# Clinic Patient and Appointment Management
In this notebook I have created a new SQL database, where there will be 4 tables: `Patients`, `Appointments`, `Doctors`, `TreatmentPlans`. 

In [3]:
import numpy as np
import pandas as pd
import matplotlib.pyplot as plt

In [4]:
# Patients.csv 

npatients = 1000

# Primary key: Nominal
PatientId = np.unique(np.random.randint(7330000000, 7340000000, npatients, dtype=np.int64))

# Nominal
random_name_gender = np.loadtxt('random-names/random-names-gender.csv', delimiter=',', unpack = True,  dtype=str)
fullname = np.array([])
for i in range(len(random_name_gender[0])):
    fullname = np.append(fullname, random_name_gender[0][i].strip('"') + ' ' + random_name_gender[1][i].strip('"'))

# Nominal
gender = random_name_gender[2]
# Ratio
Age = np.random.randint(18, 100, npatients)

# Nominal
ContactNumber = np.unique(np.random.randint(7900000000, 7910000000, npatients, dtype=np.int64))
ContactNumber = np.array(['0' + str(number) for number in ContactNumber])

patients_df = pd.DataFrame({
    'PatientId': PatientId,
    'Name': fullname,
    'Gender': gender,
    'Age': Age,
    'ContactNumber': ContactNumber
})
patients_df.to_csv('Patients.csv', index=False)

In [5]:
patients_df.shape

(1000, 5)

In [6]:
patients_df.head()

Unnamed: 0,PatientId,Name,Gender,Age,ContactNumber
0,7330000188,Jordan Alexander,"""Male""",58,7900000255
1,7330001100,Cherry Williams,"""Female""",83,7900039813
2,7330013040,Vanessa Taylor,"""Female""",46,7900041110
3,7330038611,Richard Johnson,"""Male""",67,7900049383
4,7330039132,Rafael Watson,"""Male""",28,7900050838


In [7]:
# Appointments.csv

from datetime import datetime


nappointments = 3000  

# Nominal attribute
patient_ids = np.random.choice(patients_df['PatientId'], nappointments, replace=True)

doctor_names = ['Dr. Smith', 'Dr. Johnson', 'Dr. Williams', 'Dr. Jones', 'Dr. Brown', 
                'Dr. Davis', 'Dr. Miller', 'Dr. Wilson', 'Dr. Moore', 'Dr. Taylor']
# Nominal attribute
appointed_doctor = np.random.choice(doctor_names, nappointments)

current_year = datetime.now().year
years = np.full(nappointments, current_year)  

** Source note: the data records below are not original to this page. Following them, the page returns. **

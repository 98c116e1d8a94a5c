//! Command-line interface definitions for dupclean.
//!
//! # Example
//!
//! ```bash
//! # Report duplicates without touching anything
//! dupclean -p ~/Downloads
//!
//! # Delete duplicates, asking for confirmation first
//! dupclean -p ~/Downloads -f
//!
//! # Delete without prompting, JSON report for scripting
//! dupclean -p ~/Downloads -f -y --output json
//! ```

use clap::{Parser, ValueEnum};
use std::path::PathBuf;

/// Find duplicate files by content and optionally delete them.
///
/// Files are compared by a 128-bit BLAKE3 fingerprint of their full content.
/// The first copy found in a depth-first walk is kept; every later copy is a
/// duplicate. Entries are visited in name order, and each subdirectory is
/// walked completely at its place in that order.
#[derive(Debug, Parser)]
#[command(name = "dupclean")]
#[command(author, version, about, long_about = None)]
pub struct Cli {
    /// Directory to scan for duplicates
    #[arg(short, long, value_name = "DIR", env = "DUPCLEAN_PATH")]
    pub path: PathBuf,

    /// Permanently delete duplicates (asks for confirmation)
    #[arg(short = 'f', long = "delete")]
    pub delete: bool,

    /// Skip the confirmation prompt when deleting
    #[arg(short = 'y', long, requires = "delete")]
    pub yes: bool,

    /// Report format
    #[arg(short, long, value_enum, default_value = "text")]
    pub output: OutputFormat,

    /// Worker threads for deletion (0 = one per CPU)
    #[arg(long, value_name = "N", default_value = "0", env = "DUPCLEAN_THREADS")]
    pub threads: usize,

    /// Follow symbolic links during the walk
    ///
    /// A link that loops back to an ancestor directory aborts the scan.
    #[arg(long)]
    pub follow_symlinks: bool,

    /// Increase verbosity (-v info, -vv debug, -vvv trace)
    #[arg(short, long, action = clap::ArgAction::Count)]
    pub verbose: u8,

    /// Suppress progress bars and all logs except errors
    #[arg(short, long, conflicts_with = "verbose")]
    pub quiet: bool,

    /// Print fatal errors as JSON on stderr
    #[arg(long)]
    pub json_errors: bool,
}

/// Output format for the scan report.
#[derive(Debug, Clone, Copy, PartialEq, Eq, ValueEnum)]
pub enum OutputFormat {
    /// Human-readable report
    Text,
    /// JSON report for scripting
    Json,
}

impl std::fmt::Display for OutputFormat {
    fn fmt(&self, f: &mut std::fmt::Formatter<'_>) -> std::fmt::Result {
        match self {
            OutputFormat::Text => write!(f, "text"),
            OutputFormat::Json => write!(f, "json"),
        }
    }
}
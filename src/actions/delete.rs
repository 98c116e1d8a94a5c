//! Concurrent permanent deletion of duplicate files.
//!
//! # Overview
//!
//! [`delete_all`] removes every duplicate found by the classifier. Each
//! removal is an independent task on a bounded rayon pool; a failure is
//! recorded against its own file and never stops the others. The call
//! returns only after every task has finished, with one outcome per
//! duplicate in input order.
//!
//! Nothing is touched unless the caller passes `confirmed = true`.
//!
//! # Example
//!
//! ```no_run
//! use dupclean::actions::delete::{delete_all, DeleteConfig};
//! use dupclean::progress::LogReporter;
//!
//! let report = delete_all(&[], true, &DeleteConfig::default(), &LogReporter);
//! println!("{}", report.summary());
//! ```

use std::fs;
use std::io;
use std::path::{Path, PathBuf};

use bytesize::ByteSize;
use rayon::prelude::*;
use thiserror::Error;

use crate::duplicates::DuplicateEntry;
use crate::progress::{Phase, ScanReporter};

/// Error type for a single removal.
#[derive(Debug, Error)]
pub enum DeletionError {
    /// File was not found (may have been deleted or moved).
    #[error("file not found: {0}")]
    NotFound(PathBuf),

    /// Permission denied when attempting to delete.
    #[error("permission denied: {0}")]
    PermissionDenied(PathBuf),

    /// General I/O error.
    #[error("I/O error for {path}: {source}")]
    Io {
        /// Path where the error occurred
        path: PathBuf,
        /// The underlying I/O error
        #[source]
        source: io::Error,
    },
}

impl DeletionError {
    /// Classify an I/O error by kind.
    #[must_use]
    pub fn from_io(path: PathBuf, error: io::Error) -> Self {
        match error.kind() {
            io::ErrorKind::NotFound => Self::NotFound(path),
            io::ErrorKind::PermissionDenied => Self::PermissionDenied(path),
            _ => Self::Io {
                path,
                source: error,
            },
        }
    }

    /// Get the path associated with this error.
    #[must_use]
    pub fn path(&self) -> &Path {
        match self {
            Self::NotFound(p) | Self::PermissionDenied(p) | Self::Io { path: p, .. } => p,
        }
    }
}

/// Result of one removal task.
#[derive(Debug)]
pub struct DeletionOutcome {
    /// Path that removal was attempted on.
    pub path: PathBuf,
    /// Size recorded at enumeration time.
    pub size: u64,
    /// `Ok` if the file was removed.
    pub result: Result<(), DeletionError>,
}

impl DeletionOutcome {
    /// Whether the file was removed.
    #[must_use]
    pub fn is_deleted(&self) -> bool {
        self.result.is_ok()
    }
}

/// Results of a deletion batch.
#[derive(Debug, Default)]
pub struct DeletionReport {
    /// Whether deletion was authorized for this run.
    pub confirmed: bool,
    /// One outcome per duplicate, in input order. Empty when not confirmed.
    pub outcomes: Vec<DeletionOutcome>,
}

impl DeletionReport {
    /// Report for a run that was not authorized to delete.
    #[must_use]
    pub fn unconfirmed() -> Self {
        Self::default()
    }

    /// Number of successful removals.
    #[must_use]
    pub fn deleted_count(&self) -> usize {
        self.outcomes.iter().filter(|o| o.is_deleted()).count()
    }

    /// Number of failed removals.
    #[must_use]
    pub fn failed_count(&self) -> usize {
        self.outcomes.len() - self.deleted_count()
    }

    /// Errors of the failed removals, in input order.
    pub fn failures(&self) -> impl Iterator<Item = &DeletionError> {
        self.outcomes.iter().filter_map(|o| o.result.as_ref().err())
    }

    /// Total bytes freed by successful removals.
    #[must_use]
    pub fn bytes_freed(&self) -> u64 {
        self.outcomes
            .iter()
            .filter(|o| o.is_deleted())
            .map(|o| o.size)
            .sum()
    }

    /// Check if all removals succeeded.
    #[must_use]
    pub fn all_succeeded(&self) -> bool {
        self.outcomes.iter().all(DeletionOutcome::is_deleted)
    }

    /// Human-readable summary of the operation.
    #[must_use]
    pub fn summary(&self) -> String {
        if !self.confirmed {
            return "Deletion not requested".to_string();
        }

        let freed = ByteSize::b(self.bytes_freed());
        if self.all_succeeded() {
            format!("Deleted {} file(s), freed {}", self.deleted_count(), freed)
        } else {
            format!(
                "Deleted {} file(s), {} failed, freed {}",
                self.deleted_count(),
                self.failed_count(),
                freed
            )
        }
    }
}

/// Configuration for deletion.
#[derive(Debug, Clone, Default)]
pub struct DeleteConfig {
    /// Worker threads for removal (0 = one per CPU).
    pub threads: usize,
}

impl DeleteConfig {
    /// Set the number of worker threads.
    #[must_use]
    pub fn with_threads(mut self, threads: usize) -> Self {
        self.threads = threads;
        self
    }
}

/// Permanently remove one duplicate.
fn remove_one(duplicate: &DuplicateEntry, reporter: &dyn ScanReporter) -> DeletionOutcome {
    let path = &duplicate.file.path;
    let result = fs::remove_file(path).map_err(|e| DeletionError::from_io(path.clone(), e));

    match &result {
        Ok(()) => reporter.on_deleted(&duplicate.file),
        Err(e) => reporter.on_delete_failed(e),
    }

    DeletionOutcome {
        path: path.clone(),
        size: duplicate.file.size,
        result,
    }
}

/// Delete every duplicate concurrently and wait for all of them.
///
/// # Arguments
///
/// * `duplicates` - Files to remove; their paths must be distinct
/// * `confirmed` - Without it, nothing is removed and no outcome is recorded
/// * `config` - Worker pool size
/// * `reporter` - Receives one deleted/failed event per file
///
/// # Returns
///
/// A [`DeletionReport`] whose outcomes line up index-for-index with
/// `duplicates`.
pub fn delete_all(
    duplicates: &[DuplicateEntry],
    confirmed: bool,
    config: &DeleteConfig,
    reporter: &dyn ScanReporter,
) -> DeletionReport {
    if !confirmed {
        log::info!(
            "Deletion not confirmed, keeping {} duplicate(s)",
            duplicates.len()
        );
        return DeletionReport::unconfirmed();
    }

    reporter.on_phase_start(Phase::Deleting, duplicates.len());
    log::info!("Deleting {} duplicate(s)", duplicates.len());

    let remove_batch = || -> Vec<DeletionOutcome> {
        duplicates
            .par_iter()
            .map(|dup| remove_one(dup, reporter))
            .collect()
    };

    let outcomes = match rayon::ThreadPoolBuilder::new()
        .num_threads(config.threads)
        .build()
    {
        Ok(pool) => pool.install(remove_batch),
        Err(e) => {
            log::warn!(
                "Failed to create deletion thread pool ({}), using global pool with {} threads",
                e,
                rayon::current_num_threads()
            );
            remove_batch()
        }
    };

    reporter.on_phase_end(Phase::Deleting);

    let report = DeletionReport {
        confirmed: true,
        outcomes,
    };
    log::info!("{}", report.summary());
    report
}
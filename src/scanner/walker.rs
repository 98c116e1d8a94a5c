//! Directory walker implementation using walkdir.
//!
//! # Overview
//!
//! This module provides the [`Walker`] struct for enumerating every regular
//! file below a root directory. The walk is depth-first and sequential, and
//! its order is fixed: each directory's entries are visited in name order,
//! and a subdirectory is walked completely at its position in that order
//! before the next entry is looked at.
//!
//! Duplicate classification keeps the first file it sees, so this order is
//! what decides which copy survives.
//!
//! Any directory that cannot be read aborts the whole walk. A partial file
//! list would silently change which copies count as duplicates. Entries
//! that vanish while being listed (including links whose target is gone)
//! are skipped with a warning.

use std::fs;
use std::io;
use std::path::{Path, PathBuf};

use walkdir::{DirEntry, WalkDir};

use super::{EnumerationError, FileEntry, FileList, WalkerConfig};
use crate::progress::{Phase, ScanReporter};

/// Directory walker for ordered file discovery.
#[derive(Debug)]
pub struct Walker {
    /// Root path to walk
    root: PathBuf,
    /// Walker configuration
    config: WalkerConfig,
}

impl Walker {
    /// Create a new walker for the given path.
    ///
    /// # Example
    ///
    /// ```no_run
    /// use dupclean::scanner::{Walker, WalkerConfig};
    /// use std::path::Path;
    ///
    /// let walker = Walker::new(Path::new("."), WalkerConfig::default());
    /// ```
    #[must_use]
    pub fn new(path: &Path, config: WalkerConfig) -> Self {
        Self {
            root: path.to_path_buf(),
            config,
        }
    }

    /// Root directory of this walker.
    #[must_use]
    pub fn root(&self) -> &Path {
        &self.root
    }

    /// Walk the directory tree and collect every regular file.
    ///
    /// # Errors
    ///
    /// Returns [`EnumerationError`] if the root is missing, is not a
    /// directory, or if any directory in the tree cannot be read.
    pub fn walk(&self, reporter: &dyn ScanReporter) -> Result<FileList, EnumerationError> {
        self.check_root()?;

        reporter.on_phase_start(Phase::Walking, 0);

        let mut files = FileList::new();
        let walk_dir = WalkDir::new(&self.root)
            .min_depth(1)
            .follow_links(self.config.follow_symlinks)
            .sort_by_file_name();

        for result in walk_dir {
            let entry = match result {
                Ok(entry) => entry,
                Err(e) if is_vanished(&e) => {
                    log::warn!(
                        "Skipping vanished entry: {}",
                        e.path().unwrap_or(self.root.as_path()).display()
                    );
                    continue;
                }
                Err(e) => return Err(self.convert_error(e)),
            };
            let file_type = entry.file_type();

            if file_type.is_dir() {
                reporter.on_directory(entry.path());
                continue;
            }

            if !file_type.is_file() {
                log::trace!("Skipping non-regular file: {}", entry.path().display());
                continue;
            }

            let Some(file) = stat_entry(entry) else {
                continue;
            };
            let file = file.with_index(files.len());
            reporter.on_file_found(&file);
            files.push(file);
        }

        reporter.on_phase_end(Phase::Walking);
        log::debug!("Walk of {} found {} files", self.root.display(), files.len());

        Ok(files)
    }

    /// Verify the root exists and is a directory before walking.
    fn check_root(&self) -> Result<(), EnumerationError> {
        // The root itself is always resolved, even when links are not followed.
        let metadata = fs::metadata(&self.root)
            .map_err(|e| EnumerationError::from_io(self.root.clone(), e))?;

        if !metadata.is_dir() {
            return Err(EnumerationError::NotADirectory(self.root.clone()));
        }
        Ok(())
    }

    /// Convert a walkdir error into an [`EnumerationError`].
    fn convert_error(&self, error: walkdir::Error) -> EnumerationError {
        let path = error
            .path()
            .map_or_else(|| self.root.clone(), Path::to_path_buf);

        if let Some(ancestor) = error.loop_ancestor() {
            let ancestor = ancestor.to_path_buf();
            log::error!(
                "Symlink loop: {} points to ancestor {}",
                path.display(),
                ancestor.display()
            );
            return EnumerationError::SymlinkLoop { path, ancestor };
        }

        log::error!("Error reading {}: {}", path.display(), error);
        let source = error
            .into_io_error()
            .unwrap_or_else(|| io::Error::other("directory walk failed"));
        EnumerationError::from_io(path, source)
    }
}

/// A non-loop error for an entry that no longer exists below the root.
fn is_vanished(error: &walkdir::Error) -> bool {
    error.depth() > 0
        && error.loop_ancestor().is_none()
        && error
            .io_error()
            .is_some_and(|e| e.kind() == io::ErrorKind::NotFound)
}

/// Stat a regular file found by the walk.
///
/// Returns `None` if the file cannot be stat'ed, typically because it was
/// removed between listing and stat.
fn stat_entry(entry: DirEntry) -> Option<FileEntry> {
    match entry.metadata() {
        Ok(metadata) => Some(FileEntry::from_metadata(entry.into_path(), &metadata)),
        Err(e) => {
            log::warn!("Skipping {}: {}", entry.path().display(), e);
            None
        }
    }
}
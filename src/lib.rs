//! dupclean - content-based duplicate file cleaner
//!
//! Walks a directory tree in a fixed depth-first order, fingerprints every
//! regular file with 128-bit BLAKE3, keeps the first copy of each content and
//! reports (or, once confirmed, permanently deletes) every later copy.

pub mod actions;
pub mod cli;
pub mod confirm;
pub mod duplicates;
pub mod error;
pub mod logging;
pub mod output;
pub mod progress;
pub mod scanner;

use std::io::{self, BufRead, Write};
use std::sync::Arc;

use anyhow::Context;

use crate::cli::{Cli, OutputFormat};
use crate::duplicates::{DuplicateFinder, FinderConfig};
use crate::error::ExitCode;
use crate::output::JsonOutput;
use crate::progress::Progress;

/// Run the application with the process's stdin and stdout.
///
/// # Errors
///
/// Returns an error if the directory cannot be enumerated or the report
/// cannot be written. Per-file failures are not errors; they show up in
/// the report and in the returned [`ExitCode`].
pub fn run_app(cli: Cli) -> anyhow::Result<ExitCode> {
    let stdin = io::stdin();
    let stdout = io::stdout();
    run_with(cli, stdin.lock(), &mut stdout.lock())
}

/// Run the application against explicit input and output streams.
///
/// `input` is only read for the deletion prompt; the prompt itself goes to
/// stderr so that `out` carries nothing but the report.
///
/// # Errors
///
/// See [`run_app`].
pub fn run_with<R: BufRead, W: Write>(cli: Cli, input: R, out: &mut W) -> anyhow::Result<ExitCode> {
    log::debug!("Parsed arguments: {:?}", cli);

    let confirmed = if !cli.delete {
        false
    } else if cli.yes {
        log::info!("Deletion confirmed by --yes");
        true
    } else {
        confirm::prompt_confirmation(input, &mut io::stderr())
            .context("Failed to read deletion confirmation")?
    };
    if cli.delete && !confirmed {
        log::warn!("Deletion not confirmed, reporting only");
    }

    let config = FinderConfig::default()
        .with_follow_symlinks(cli.follow_symlinks)
        .with_threads(cli.threads);

    let quiet = cli.quiet || cli.output == OutputFormat::Json;
    let finder = DuplicateFinder::new(config).with_reporter(Arc::new(Progress::new(quiet)));

    let report = finder
        .run(&cli.path, confirmed)
        .with_context(|| format!("Failed to scan {}", cli.path.display()))?;

    let exit_code = ExitCode::for_report(&report);

    match cli.output {
        OutputFormat::Text => {
            output::write_report(&report, out).context("Failed to write report")?;
        }
        OutputFormat::Json => {
            JsonOutput::new(&report, exit_code)
                .write_to(out)
                .context("Failed to write JSON report")?;
        }
    }
    out.flush().context("Failed to write report")?;

    Ok(exit_code)
}
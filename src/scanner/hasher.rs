//! 128-bit content fingerprints with streaming BLAKE3.
//!
//! # Overview
//! A [`Fingerprint`] is the first 16 bytes of BLAKE3's extendable output over
//! the complete file content. Identical bytes always give identical
//! fingerprints; any difference changes it with overwhelming probability.
//! Files are streamed through the hasher, so memory use does not grow with
//! file size.

use std::fmt;
use std::fs::File;
use std::path::Path;

use serde::{Serialize, Serializer};

use super::ReadError;

/// Fingerprint width in bytes.
pub const FINGERPRINT_LEN: usize = 16;

/// Fixed-size content digest of a file.
#[derive(Clone, Copy, PartialEq, Eq, Hash, PartialOrd, Ord)]
pub struct Fingerprint([u8; FINGERPRINT_LEN]);

impl Fingerprint {
    /// Wrap raw digest bytes.
    #[must_use]
    pub const fn from_bytes(bytes: [u8; FINGERPRINT_LEN]) -> Self {
        Self(bytes)
    }

    /// Raw digest bytes.
    #[must_use]
    pub fn as_bytes(&self) -> &[u8; FINGERPRINT_LEN] {
        &self.0
    }

    /// Lowercase hexadecimal form (32 characters).
    #[must_use]
    pub fn to_hex(&self) -> String {
        self.0.iter().map(|b| format!("{b:02x}")).collect()
    }

    fn from_hasher(hasher: &blake3::Hasher) -> Self {
        let mut out = [0u8; FINGERPRINT_LEN];
        hasher.finalize_xof().fill(&mut out);
        Self(out)
    }
}

impl fmt::Display for Fingerprint {
    fn fmt(&self, f: &mut fmt::Formatter<'_>) -> fmt::Result {
        f.write_str(&self.to_hex())
    }
}

impl fmt::Debug for Fingerprint {
    fn fmt(&self, f: &mut fmt::Formatter<'_>) -> fmt::Result {
        write!(f, "Fingerprint({})", self.to_hex())
    }
}

impl Serialize for Fingerprint {
    fn serialize<S: Serializer>(&self, serializer: S) -> Result<S::Ok, S::Error> {
        serializer.serialize_str(&self.to_hex())
    }
}

/// Fingerprint an in-memory byte slice.
#[must_use]
pub fn fingerprint_bytes(data: &[u8]) -> Fingerprint {
    let mut hasher = blake3::Hasher::new();
    hasher.update(data);
    Fingerprint::from_hasher(&hasher)
}

/// Compute the fingerprint of a file's full content.
///
/// # Errors
///
/// Returns [`ReadError`] if the file cannot be opened or read. The caller
/// decides what to do with the file; nothing here aborts a scan.
pub fn fingerprint(path: &Path) -> Result<Fingerprint, ReadError> {
    let file = File::open(path).map_err(|e| ReadError::from_io(path.to_path_buf(), e))?;

    let mut hasher = blake3::Hasher::new();
    hasher
        .update_reader(file)
        .map_err(|e| ReadError::from_io(path.to_path_buf(), e))?;

    Ok(Fingerprint::from_hasher(&hasher))
}
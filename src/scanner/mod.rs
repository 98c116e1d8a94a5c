//! Scanner module for directory traversal and file fingerprinting.
//!
//! This module provides functionality for:
//! - Recursive, ordered directory walking using walkdir
//! - 128-bit content fingerprints with BLAKE3
//!
//! # Architecture
//!
//! The scanner is divided into submodules:
//! - [`walker`]: Directory traversal and file discovery
//! - [`hasher`]: Content fingerprinting (streaming)
//!
//! # Example
//!
//! ```no_run
//! use dupclean::progress::LogReporter;
//! use dupclean::scanner::{Walker, WalkerConfig};
//! use std::path::Path;
//!
//! let walker = Walker::new(Path::new("."), WalkerConfig::default());
//! match walker.walk(&LogReporter) {
//!     Ok(files) => {
//!         for file in &files {
//!             println!("{}: {} bytes", file.path.display(), file.size);
//!         }
//!     }
//!     Err(e) => eprintln!("Scan failed: {}", e),
//! }
//! ```

pub mod hasher;
pub mod walker;

use std::io;
use std::path::{Path, PathBuf};
use std::time::SystemTime;

// Re-export main types
pub use hasher::{fingerprint, fingerprint_bytes, Fingerprint, FINGERPRINT_LEN};
pub use walker::Walker;

/// Metadata for a discovered regular file.
///
/// Captured once at enumeration time. The metadata is informational only;
/// duplicate decisions are made on content fingerprints alone.
#[derive(Debug, Clone, PartialEq, Eq)]
pub struct FileEntry {
    /// Root-joined path to the file
    pub path: PathBuf,
    /// File size in bytes
    pub size: u64,
    /// Last modification time
    pub modified: SystemTime,
    /// Permission bits (`st_mode & 0o7777` on Unix)
    pub mode: u32,
    /// Position in enumeration order (0 unless produced by a walk)
    pub index: usize,
}

impl FileEntry {
    /// Create a new FileEntry with default permission bits.
    ///
    /// # Arguments
    ///
    /// * `path` - Path to the file
    /// * `size` - File size in bytes
    /// * `modified` - Last modification time
    #[must_use]
    pub fn new(path: PathBuf, size: u64, modified: SystemTime) -> Self {
        Self {
            path,
            size,
            modified,
            mode: 0o644,
            index: 0,
        }
    }

    /// Set the position in enumeration order.
    #[must_use]
    pub fn with_index(mut self, index: usize) -> Self {
        self.index = index;
        self
    }

    /// Build an entry from filesystem metadata.
    #[must_use]
    pub fn from_metadata(path: PathBuf, metadata: &std::fs::Metadata) -> Self {
        Self {
            path,
            size: metadata.len(),
            modified: metadata.modified().unwrap_or(SystemTime::UNIX_EPOCH),
            mode: permission_bits(metadata),
            index: 0,
        }
    }
}

#[cfg(unix)]
fn permission_bits(metadata: &std::fs::Metadata) -> u32 {
    use std::os::unix::fs::PermissionsExt;
    metadata.permissions().mode() & 0o7777
}

#[cfg(not(unix))]
fn permission_bits(metadata: &std::fs::Metadata) -> u32 {
    if metadata.permissions().readonly() {
        0o444
    } else {
        0o644
    }
}

/// Ordered list of discovered files, in enumeration order.
pub type FileList = Vec<FileEntry>;

/// Configuration for directory walking.
#[derive(Debug, Clone, Default)]
pub struct WalkerConfig {
    /// Follow symbolic links during traversal.
    /// A followed link that points back to an ancestor aborts the walk.
    pub follow_symlinks: bool,
}

impl WalkerConfig {
    /// Enable/disable symlink following.
    #[must_use]
    pub fn with_follow_symlinks(mut self, follow: bool) -> Self {
        self.follow_symlinks = follow;
        self
    }
}

/// Errors that abort directory enumeration.
///
/// Any of these is fatal to a run: no file list is produced.
#[derive(thiserror::Error, Debug)]
pub enum EnumerationError {
    /// The root or a directory below it does not exist.
    #[error("Path not found: {0}")]
    NotFound(PathBuf),

    /// The root path is not a directory.
    #[error("Not a directory: {0}")]
    NotADirectory(PathBuf),

    /// Permission was denied when listing a directory.
    #[error("Permission denied: {0}")]
    PermissionDenied(PathBuf),

    /// A followed symlink points back to one of its ancestors.
    #[error("Symlink loop at {path} (points to ancestor {ancestor})")]
    SymlinkLoop {
        /// Path of the looping link
        path: PathBuf,
        /// Ancestor directory the link resolves to
        ancestor: PathBuf,
    },

    /// Any other I/O error while reading a directory.
    #[error("I/O error for {path}: {source}")]
    Io {
        /// Path where the error occurred
        path: PathBuf,
        /// The underlying I/O error
        #[source]
        source: io::Error,
    },
}

impl EnumerationError {
    /// Classify an I/O error by kind.
    #[must_use]
    pub fn from_io(path: PathBuf, error: io::Error) -> Self {
        match error.kind() {
            io::ErrorKind::NotFound => Self::NotFound(path),
            io::ErrorKind::PermissionDenied => Self::PermissionDenied(path),
            _ => Self::Io {
                path,
                source: error,
            },
        }
    }

    /// Get the path associated with this error.
    #[must_use]
    pub fn path(&self) -> &Path {
        match self {
            Self::NotFound(p) | Self::NotADirectory(p) | Self::PermissionDenied(p) => p,
            Self::SymlinkLoop { path, .. } | Self::Io { path, .. } => path,
        }
    }
}

/// Errors that can occur while reading a file for fingerprinting.
///
/// These are per-file: the file is left out of classification and the
/// run continues.
#[derive(thiserror::Error, Debug)]
pub enum ReadError {
    /// The file was not found (e.g. removed after enumeration).
    #[error("File not found: {0}")]
    NotFound(PathBuf),

    /// Permission was denied when reading the file.
    #[error("Permission denied: {0}")]
    PermissionDenied(PathBuf),

    /// An I/O error occurred while reading the file.
    #[error("I/O error for {path}: {source}")]
    Io {
        /// Path where the error occurred
        path: PathBuf,
        /// The underlying I/O error
        #[source]
        source: io::Error,
    },
}

impl ReadError {
    /// Classify an I/O error by kind.
    #[must_use]
    pub fn from_io(path: PathBuf, error: io::Error) -> Self {
        match error.kind() {
            io::ErrorKind::NotFound => Self::NotFound(path),
            io::ErrorKind::PermissionDenied => Self::PermissionDenied(path),
            _ => Self::Io {
                path,
                source: error,
            },
        }
    }

    /// Get the path associated with this error.
    #[must_use]
    pub fn path(&self) -> &Path {
        match self {
            Self::NotFound(p) | Self::PermissionDenied(p) | Self::Io { path: p, .. } => p,
        }
    }
}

months = np.random.randint(1, 13, nappointments)
days = np.random.randint(1, 29, nappointments) 

hours = np.random.randint(8, 18, nappointments) 
minutes = np.random.randint(0, 60, nappointments)  

# Interval attribute
appointment_dates = [
    f"{year}-{str(month).zfill(2)}-{str(day).zfill(2)} {str(hour).zfill(2)}:{str(minute).zfill(2)}"
    for year, month, day, hour, minute in zip(years, months, days, hours, minutes)
]


appointments_df = pd.DataFrame({
    'PatientID': patient_ids,
    'DoctorName': appointed_doctor,
    'AppointmentDate': appointment_dates
})
appointments_df.to_csv('Appointments.csv', index=False)

In [8]:
appointments_df.head()

Unnamed: 0,PatientID,DoctorName,AppointmentDate
0,7332529926,Dr. Wilson,2024-11-16 17:20
1,7330210571,Dr. Miller,2024-05-12 12:36
2,7330616815,Dr. Moore,2024-12-23 17:56
3,7330685032,Dr. Smith,2024-03-06 17:11
4,7339463173,Dr. Taylor,2024-03-08 09:02


In [9]:
# Doctors Table

# Ordinal attribute
doctor_positions = [
    'Consultant', 'Senior Consultant', 'GP Partner', 
    'Salaried GP', 'Locum GP', 'Clinical Lead', 'Medical Director'
]

# Nominal attribute
specialties = [
    'General Medicine', 'Cardiology', 'Dermatology', 'Pediatrics', 'Neurology', 
    'Oncology', 'Orthopedics', 'Gastroenterology', 'Psychiatry', 'Emergency Medicine'
]

doctor_positions_assigned = np.random.choice(doctor_positions, len(doctor_names), replace=True)
doctor_specialties_assigned = np.random.choice(specialties, len(doctor_names), replace=True)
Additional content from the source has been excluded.